Exercise inputs =>
--------
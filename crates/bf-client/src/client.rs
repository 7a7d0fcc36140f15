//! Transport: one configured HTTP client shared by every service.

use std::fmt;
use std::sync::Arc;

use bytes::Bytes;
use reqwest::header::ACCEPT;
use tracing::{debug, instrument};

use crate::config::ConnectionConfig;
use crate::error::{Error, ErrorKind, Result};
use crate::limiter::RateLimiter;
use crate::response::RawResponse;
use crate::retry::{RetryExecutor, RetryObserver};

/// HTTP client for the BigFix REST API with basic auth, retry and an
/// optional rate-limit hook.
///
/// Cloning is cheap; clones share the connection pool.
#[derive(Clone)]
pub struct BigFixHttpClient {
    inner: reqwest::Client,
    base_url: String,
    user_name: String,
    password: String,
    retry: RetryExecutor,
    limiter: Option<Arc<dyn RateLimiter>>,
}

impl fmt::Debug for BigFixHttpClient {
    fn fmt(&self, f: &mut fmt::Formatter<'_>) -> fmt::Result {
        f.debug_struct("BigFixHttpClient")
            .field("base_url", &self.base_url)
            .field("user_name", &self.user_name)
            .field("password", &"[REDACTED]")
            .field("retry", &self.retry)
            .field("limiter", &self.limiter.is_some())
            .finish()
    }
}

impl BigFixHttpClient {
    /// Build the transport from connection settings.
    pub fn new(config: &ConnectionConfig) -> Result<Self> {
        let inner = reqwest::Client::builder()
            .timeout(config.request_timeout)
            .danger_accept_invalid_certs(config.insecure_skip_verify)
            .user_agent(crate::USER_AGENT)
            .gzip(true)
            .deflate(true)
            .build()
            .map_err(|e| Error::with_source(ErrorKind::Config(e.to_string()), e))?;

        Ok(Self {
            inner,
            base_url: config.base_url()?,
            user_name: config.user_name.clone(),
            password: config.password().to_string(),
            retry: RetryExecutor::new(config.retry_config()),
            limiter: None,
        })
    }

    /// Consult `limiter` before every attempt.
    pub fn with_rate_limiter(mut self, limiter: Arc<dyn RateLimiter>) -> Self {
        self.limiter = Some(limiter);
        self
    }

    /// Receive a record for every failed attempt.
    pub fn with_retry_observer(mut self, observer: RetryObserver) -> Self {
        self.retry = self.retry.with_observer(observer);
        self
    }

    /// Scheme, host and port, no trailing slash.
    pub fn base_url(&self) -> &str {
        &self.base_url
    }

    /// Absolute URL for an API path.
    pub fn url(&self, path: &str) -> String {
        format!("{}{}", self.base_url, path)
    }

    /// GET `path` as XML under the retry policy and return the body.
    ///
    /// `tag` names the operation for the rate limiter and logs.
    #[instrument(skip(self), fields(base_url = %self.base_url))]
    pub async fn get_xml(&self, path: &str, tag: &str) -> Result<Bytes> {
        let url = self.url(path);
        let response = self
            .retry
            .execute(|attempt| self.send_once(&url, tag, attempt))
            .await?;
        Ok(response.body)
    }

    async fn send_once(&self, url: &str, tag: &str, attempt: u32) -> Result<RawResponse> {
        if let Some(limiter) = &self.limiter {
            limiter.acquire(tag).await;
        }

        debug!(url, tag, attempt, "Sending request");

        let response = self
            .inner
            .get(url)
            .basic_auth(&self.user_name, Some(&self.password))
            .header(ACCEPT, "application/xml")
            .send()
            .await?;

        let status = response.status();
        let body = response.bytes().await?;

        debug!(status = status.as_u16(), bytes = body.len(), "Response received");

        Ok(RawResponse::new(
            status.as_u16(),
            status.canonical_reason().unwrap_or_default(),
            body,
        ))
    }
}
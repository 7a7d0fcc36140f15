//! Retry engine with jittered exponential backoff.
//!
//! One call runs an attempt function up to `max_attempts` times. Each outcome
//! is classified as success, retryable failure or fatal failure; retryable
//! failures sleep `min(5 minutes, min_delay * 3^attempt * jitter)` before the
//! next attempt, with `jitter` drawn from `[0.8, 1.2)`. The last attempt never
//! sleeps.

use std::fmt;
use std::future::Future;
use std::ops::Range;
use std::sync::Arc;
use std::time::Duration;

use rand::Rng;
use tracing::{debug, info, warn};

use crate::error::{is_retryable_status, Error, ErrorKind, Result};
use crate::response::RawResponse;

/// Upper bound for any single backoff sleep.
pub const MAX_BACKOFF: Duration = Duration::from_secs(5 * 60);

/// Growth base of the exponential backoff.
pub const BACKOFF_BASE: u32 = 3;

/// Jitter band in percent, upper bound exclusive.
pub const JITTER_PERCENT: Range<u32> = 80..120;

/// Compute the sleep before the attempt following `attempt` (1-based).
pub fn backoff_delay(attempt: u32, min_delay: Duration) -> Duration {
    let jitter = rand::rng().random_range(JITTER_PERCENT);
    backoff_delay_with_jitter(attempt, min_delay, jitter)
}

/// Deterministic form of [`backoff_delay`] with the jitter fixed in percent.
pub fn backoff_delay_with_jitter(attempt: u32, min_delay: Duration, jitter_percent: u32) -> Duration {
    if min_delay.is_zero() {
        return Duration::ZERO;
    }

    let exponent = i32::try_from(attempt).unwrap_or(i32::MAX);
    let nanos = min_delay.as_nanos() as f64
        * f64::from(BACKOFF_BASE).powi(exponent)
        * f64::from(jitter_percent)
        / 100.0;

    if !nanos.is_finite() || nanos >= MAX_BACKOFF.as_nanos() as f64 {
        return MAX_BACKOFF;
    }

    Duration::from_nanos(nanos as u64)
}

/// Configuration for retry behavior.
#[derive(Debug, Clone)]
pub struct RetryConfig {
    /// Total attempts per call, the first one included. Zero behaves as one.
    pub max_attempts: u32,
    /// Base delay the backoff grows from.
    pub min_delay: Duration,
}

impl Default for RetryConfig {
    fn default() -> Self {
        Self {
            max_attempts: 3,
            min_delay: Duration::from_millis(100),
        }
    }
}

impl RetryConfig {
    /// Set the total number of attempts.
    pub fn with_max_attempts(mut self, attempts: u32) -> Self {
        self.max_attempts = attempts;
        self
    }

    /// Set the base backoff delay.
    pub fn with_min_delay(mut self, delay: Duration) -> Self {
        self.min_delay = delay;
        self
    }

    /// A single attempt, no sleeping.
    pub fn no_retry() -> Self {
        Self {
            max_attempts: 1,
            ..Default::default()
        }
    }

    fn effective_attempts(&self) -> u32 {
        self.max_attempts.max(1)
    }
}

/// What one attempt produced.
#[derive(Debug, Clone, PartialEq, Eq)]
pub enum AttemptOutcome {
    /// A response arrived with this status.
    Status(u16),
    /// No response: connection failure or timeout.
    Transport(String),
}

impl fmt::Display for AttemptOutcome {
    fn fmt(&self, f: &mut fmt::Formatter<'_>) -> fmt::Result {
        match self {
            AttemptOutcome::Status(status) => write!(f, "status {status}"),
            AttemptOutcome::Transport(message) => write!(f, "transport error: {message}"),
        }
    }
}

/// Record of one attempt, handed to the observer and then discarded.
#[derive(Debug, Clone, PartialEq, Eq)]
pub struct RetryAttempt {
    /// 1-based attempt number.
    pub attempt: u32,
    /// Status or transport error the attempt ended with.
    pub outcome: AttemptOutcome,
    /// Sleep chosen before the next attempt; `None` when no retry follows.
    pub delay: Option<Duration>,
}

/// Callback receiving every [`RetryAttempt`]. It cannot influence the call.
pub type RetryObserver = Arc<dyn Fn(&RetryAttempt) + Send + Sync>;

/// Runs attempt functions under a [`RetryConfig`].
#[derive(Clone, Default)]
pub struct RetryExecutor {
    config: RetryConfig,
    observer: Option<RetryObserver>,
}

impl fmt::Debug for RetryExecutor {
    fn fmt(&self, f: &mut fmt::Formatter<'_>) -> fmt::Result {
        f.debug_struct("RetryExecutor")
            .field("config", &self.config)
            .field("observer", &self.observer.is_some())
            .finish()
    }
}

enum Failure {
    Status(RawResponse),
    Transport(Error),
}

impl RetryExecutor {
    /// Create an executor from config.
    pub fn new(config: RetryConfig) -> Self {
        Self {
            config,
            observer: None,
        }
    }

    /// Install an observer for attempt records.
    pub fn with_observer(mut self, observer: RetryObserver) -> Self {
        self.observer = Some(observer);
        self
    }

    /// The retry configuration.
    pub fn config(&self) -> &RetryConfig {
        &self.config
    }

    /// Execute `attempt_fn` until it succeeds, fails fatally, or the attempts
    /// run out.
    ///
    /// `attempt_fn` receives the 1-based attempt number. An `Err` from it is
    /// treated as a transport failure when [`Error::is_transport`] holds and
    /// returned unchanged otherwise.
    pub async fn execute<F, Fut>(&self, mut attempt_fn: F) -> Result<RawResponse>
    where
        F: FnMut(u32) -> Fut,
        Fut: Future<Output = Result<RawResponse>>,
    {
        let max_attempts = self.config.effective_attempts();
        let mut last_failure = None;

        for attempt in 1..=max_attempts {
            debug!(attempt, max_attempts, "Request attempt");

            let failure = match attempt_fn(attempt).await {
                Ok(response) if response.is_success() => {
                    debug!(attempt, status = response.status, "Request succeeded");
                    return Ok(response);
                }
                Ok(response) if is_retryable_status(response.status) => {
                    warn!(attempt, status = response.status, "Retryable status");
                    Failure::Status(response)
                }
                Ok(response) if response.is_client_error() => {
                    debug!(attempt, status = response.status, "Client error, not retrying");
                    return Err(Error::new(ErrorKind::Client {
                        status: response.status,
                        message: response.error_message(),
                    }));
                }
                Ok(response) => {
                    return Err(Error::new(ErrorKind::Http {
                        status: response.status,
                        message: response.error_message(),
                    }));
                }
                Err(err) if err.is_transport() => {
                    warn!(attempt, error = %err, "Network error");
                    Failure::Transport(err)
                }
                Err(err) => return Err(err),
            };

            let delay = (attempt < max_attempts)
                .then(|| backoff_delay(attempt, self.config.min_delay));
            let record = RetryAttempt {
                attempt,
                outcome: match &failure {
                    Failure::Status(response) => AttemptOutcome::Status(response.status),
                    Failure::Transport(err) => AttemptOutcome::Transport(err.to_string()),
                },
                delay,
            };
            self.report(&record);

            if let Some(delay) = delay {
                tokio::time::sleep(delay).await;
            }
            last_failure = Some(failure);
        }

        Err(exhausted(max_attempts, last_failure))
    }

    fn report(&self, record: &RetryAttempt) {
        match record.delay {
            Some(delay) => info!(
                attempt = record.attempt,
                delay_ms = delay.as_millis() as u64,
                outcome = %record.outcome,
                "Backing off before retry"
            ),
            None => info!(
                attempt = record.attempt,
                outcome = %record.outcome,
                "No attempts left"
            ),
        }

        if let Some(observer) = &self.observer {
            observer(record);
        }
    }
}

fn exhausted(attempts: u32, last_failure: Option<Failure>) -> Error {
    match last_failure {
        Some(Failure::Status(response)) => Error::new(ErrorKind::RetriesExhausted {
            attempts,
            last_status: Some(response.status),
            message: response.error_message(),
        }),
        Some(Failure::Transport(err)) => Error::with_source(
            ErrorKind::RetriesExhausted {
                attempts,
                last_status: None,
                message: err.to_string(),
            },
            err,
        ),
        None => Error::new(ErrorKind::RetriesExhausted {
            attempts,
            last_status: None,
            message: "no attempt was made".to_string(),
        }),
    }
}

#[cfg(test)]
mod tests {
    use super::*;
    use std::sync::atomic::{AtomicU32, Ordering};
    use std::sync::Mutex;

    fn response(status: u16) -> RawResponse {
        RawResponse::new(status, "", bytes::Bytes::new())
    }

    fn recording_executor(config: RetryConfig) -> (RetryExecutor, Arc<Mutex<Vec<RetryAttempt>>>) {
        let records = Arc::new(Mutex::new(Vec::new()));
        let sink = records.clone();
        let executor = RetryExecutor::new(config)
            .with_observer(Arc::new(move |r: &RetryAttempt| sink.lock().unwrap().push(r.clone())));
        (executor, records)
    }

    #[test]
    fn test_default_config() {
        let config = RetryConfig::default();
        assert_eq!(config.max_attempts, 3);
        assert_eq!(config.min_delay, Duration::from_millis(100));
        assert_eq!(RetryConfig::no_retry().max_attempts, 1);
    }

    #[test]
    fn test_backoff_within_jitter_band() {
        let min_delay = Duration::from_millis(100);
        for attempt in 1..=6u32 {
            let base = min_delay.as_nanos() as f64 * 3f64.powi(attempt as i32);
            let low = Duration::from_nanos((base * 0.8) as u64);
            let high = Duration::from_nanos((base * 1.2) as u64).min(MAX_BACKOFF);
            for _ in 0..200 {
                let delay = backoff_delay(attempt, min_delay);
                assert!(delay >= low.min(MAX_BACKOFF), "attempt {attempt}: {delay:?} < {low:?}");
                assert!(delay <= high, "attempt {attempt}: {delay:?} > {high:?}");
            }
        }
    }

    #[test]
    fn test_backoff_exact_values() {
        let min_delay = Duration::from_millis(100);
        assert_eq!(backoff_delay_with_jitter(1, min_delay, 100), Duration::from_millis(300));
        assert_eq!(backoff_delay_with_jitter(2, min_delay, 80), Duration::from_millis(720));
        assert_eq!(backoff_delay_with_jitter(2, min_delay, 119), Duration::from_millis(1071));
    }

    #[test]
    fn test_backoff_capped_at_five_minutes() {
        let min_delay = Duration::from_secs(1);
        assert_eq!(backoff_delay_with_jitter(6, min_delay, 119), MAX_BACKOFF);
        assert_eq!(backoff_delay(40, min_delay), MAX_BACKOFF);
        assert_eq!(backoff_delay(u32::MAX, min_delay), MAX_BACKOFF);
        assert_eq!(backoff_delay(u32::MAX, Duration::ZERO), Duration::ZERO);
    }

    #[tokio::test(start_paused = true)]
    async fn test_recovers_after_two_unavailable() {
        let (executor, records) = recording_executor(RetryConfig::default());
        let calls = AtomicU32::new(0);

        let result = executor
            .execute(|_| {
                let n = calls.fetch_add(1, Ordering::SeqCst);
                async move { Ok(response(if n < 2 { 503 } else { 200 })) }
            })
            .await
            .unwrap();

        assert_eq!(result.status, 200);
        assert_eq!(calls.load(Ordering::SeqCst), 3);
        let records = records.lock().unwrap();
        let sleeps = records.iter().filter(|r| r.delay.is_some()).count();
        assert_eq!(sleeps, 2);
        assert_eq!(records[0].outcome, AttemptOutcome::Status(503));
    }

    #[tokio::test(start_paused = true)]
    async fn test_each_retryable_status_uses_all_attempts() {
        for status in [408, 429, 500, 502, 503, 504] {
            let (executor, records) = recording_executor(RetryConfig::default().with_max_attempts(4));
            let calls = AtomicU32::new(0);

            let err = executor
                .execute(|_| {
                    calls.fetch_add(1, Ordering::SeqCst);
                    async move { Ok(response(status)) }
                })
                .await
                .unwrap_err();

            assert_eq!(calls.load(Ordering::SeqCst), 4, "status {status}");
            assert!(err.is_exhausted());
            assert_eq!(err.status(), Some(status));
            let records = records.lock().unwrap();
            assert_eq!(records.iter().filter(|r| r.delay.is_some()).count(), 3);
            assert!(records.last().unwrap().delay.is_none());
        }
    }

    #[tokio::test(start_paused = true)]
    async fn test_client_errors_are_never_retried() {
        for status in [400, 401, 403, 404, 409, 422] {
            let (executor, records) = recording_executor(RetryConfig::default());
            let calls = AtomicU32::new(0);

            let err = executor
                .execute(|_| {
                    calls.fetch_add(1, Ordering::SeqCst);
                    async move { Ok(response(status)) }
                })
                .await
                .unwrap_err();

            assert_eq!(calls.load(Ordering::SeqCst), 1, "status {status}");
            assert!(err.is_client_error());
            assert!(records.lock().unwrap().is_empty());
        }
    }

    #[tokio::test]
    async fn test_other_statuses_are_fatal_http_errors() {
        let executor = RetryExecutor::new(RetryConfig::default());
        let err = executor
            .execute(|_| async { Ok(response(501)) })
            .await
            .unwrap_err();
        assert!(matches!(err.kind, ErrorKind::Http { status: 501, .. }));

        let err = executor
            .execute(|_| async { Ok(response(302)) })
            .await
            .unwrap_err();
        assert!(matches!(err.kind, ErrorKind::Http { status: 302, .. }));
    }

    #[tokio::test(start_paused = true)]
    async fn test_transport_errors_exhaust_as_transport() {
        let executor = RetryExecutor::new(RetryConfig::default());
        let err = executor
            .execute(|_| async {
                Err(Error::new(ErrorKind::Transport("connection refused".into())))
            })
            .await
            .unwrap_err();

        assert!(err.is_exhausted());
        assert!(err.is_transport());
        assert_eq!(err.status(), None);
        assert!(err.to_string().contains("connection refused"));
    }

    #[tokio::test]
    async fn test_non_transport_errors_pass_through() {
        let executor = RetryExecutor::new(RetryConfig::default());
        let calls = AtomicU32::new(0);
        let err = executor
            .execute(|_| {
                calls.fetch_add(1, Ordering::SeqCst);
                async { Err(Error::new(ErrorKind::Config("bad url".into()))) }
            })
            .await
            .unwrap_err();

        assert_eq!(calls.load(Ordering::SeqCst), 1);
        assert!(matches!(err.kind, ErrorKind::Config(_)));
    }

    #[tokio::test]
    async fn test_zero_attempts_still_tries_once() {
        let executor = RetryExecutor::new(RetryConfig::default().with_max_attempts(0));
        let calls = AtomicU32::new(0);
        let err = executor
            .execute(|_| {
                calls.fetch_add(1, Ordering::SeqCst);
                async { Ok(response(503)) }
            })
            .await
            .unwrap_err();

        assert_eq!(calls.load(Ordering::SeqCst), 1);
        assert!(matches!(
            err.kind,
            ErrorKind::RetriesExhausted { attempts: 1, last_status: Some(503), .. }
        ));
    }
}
--------
Go to the line with "pub const JITTER_PERCENT: Range<u32>" in the entries above and repeat every line from there through the line with "backoff grows from.", exactly and with no other text.

Exercise result =>
pub const JITTER_PERCENT: Range<u32> = 80..120;

/// Compute the sleep before the attempt following `attempt` (1-based).
pub fn backoff_delay(attempt: u32, min_delay: Duration) -> Duration {
    let jitter = rand::rng().random_range(JITTER_PERCENT);
    backoff_delay_with_jitter(attempt, min_delay, jitter)
}

/// Deterministic form of [`backoff_delay`] with the jitter fixed in percent.
pub fn backoff_delay_with_jitter(attempt: u32, min_delay: Duration, jitter_percent: u32) -> Duration {
    if min_delay.is_zero() {
        return Duration::ZERO;
    }

    let exponent = i32::try_from(attempt).unwrap_or(i32::MAX);
    let nanos = min_delay.as_nanos() as f64
        * f64::from(BACKOFF_BASE).powi(exponent)
        * f64::from(jitter_percent)
        / 100.0;

    if !nanos.is_finite() || nanos >= MAX_BACKOFF.as_nanos() as f64 {
        return MAX_BACKOFF;
    }

    Duration::from_nanos(nanos as u64)
}

/// Configuration for retry behavior.
#[derive(Debug, Clone)]
pub struct RetryConfig {
    /// Total attempts per call, the first one included. Zero behaves as one.
    pub max_attempts: u32,
    /// Base delay the backoff grows from.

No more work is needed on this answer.